Yet another negative signal for the economy of South Africa came last week by the International Monetary Fund (IMF), which has almost halved the forecast of economic growth for the country, reducing it from 1.3% in October, to 0, 7%. An alarming element, which corresponds to a percentage point lower than the economic growth rate forecast by the National Treasury, for the current year.
The slowdown to 0.7% also means fewer opportunities to work for the more than 8.4 million unemployed South Africans, many of whom have long since given up looking for a job. In addition, the IMF has also revised of 1.8% the projection for South Africa economic growth for 2017, from 2.1% estimated last October.
The factors, which led the Washington-based financial institution to revise downwards their growth forecasts of South Africa, are the collapse of commodity prices, the main source of revenues for the state treasury, and the worsening of the level of public debt, increased by almost 50% of GDP, compared with 26% in 2009, when the current President Jacob Zuma was elected.
On the other hand, it is no mystery that the second economy of the African continent is facing an unprecedented economic and financial crisis.

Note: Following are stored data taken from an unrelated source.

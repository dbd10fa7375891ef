use crate::output::{print_json, print_table};
use std::path::Path;

// ---------------------------------------------------------------------------
// check: report the corrections normalize would apply to a config
// ---------------------------------------------------------------------------

pub fn run(config_path: Option<&Path>, json: bool) -> anyhow::Result<()> {
    let mut config = super::load_config(config_path)?;
    let warnings = config.normalize();

    if json {
        return print_json(&warnings);
    }

    if warnings.is_empty() {
        println!("config ok — nothing to correct");
        return Ok(());
    }

    let rows: Vec<Vec<String>> = warnings
        .iter()
        .map(|w| vec![format!("{:?}", w.level).to_lowercase(), w.message.clone()])
        .collect();
    print_table(&["level", "message"], rows);
    println!();
    println!(
        "{} value(s) would be corrected at load time; the corrected config still runs.",
        warnings.len()
    );
    Ok(())
}
use thiserror::Error;

#[derive(Debug, Error)]
pub enum VestibuleError {
    #[error("unknown feature: {0}")]
    UnknownFeature(String),

    #[error("unknown icon: {0}")]
    UnknownIcon(String),

    #[error("unknown audio cue: {0}")]
    UnknownCue(String),

    #[error("unknown effect: {0}")]
    UnknownEffect(String),

    #[error("slot {slot} is outside the grid (size {grid_size})")]
    SlotOutOfRange { slot: usize, grid_size: usize },

    #[error("invalid kit item '{0}': expected 'name' or 'name:count'")]
    InvalidKitItem(String),

    #[error(transparent)]
    Io(#[from] std::io::Error),

    #[error(transparent)]
    Yaml(#[from] serde_yaml::Error),
}

pub type Result<T> = std::result::Result<T, VestibuleError>;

A crisis that in recent months has decimated the value of the rand and dragged the African country on the brink of recession, which had already touched lightly in the third quarter, affected by the shortage of electricity, the weak global demand, the fall in commodity prices and the drought.
In all of this, investors are losing trust in the ability of the South African government to stop the fall, whereas it is increasingly clear that Pretoria is exhausting all options to stem the crisis.
According to the latest data released by Statistics South Africa, last November, industrial production fell by 1% compared to 2014, while that of the manufacturing sector declined for eight of the first eleven months of 2015.
Moreover, the projections of the South African Reserve Bank show that in 2015 the economy grew by 1.4%, the lowest rate recorded since the recession of 2009.
The rating downgrade
Besides all this, another unknown factor hangs over troubled South African economic scenario: the risk of possible credit rating downgrade at “junk”.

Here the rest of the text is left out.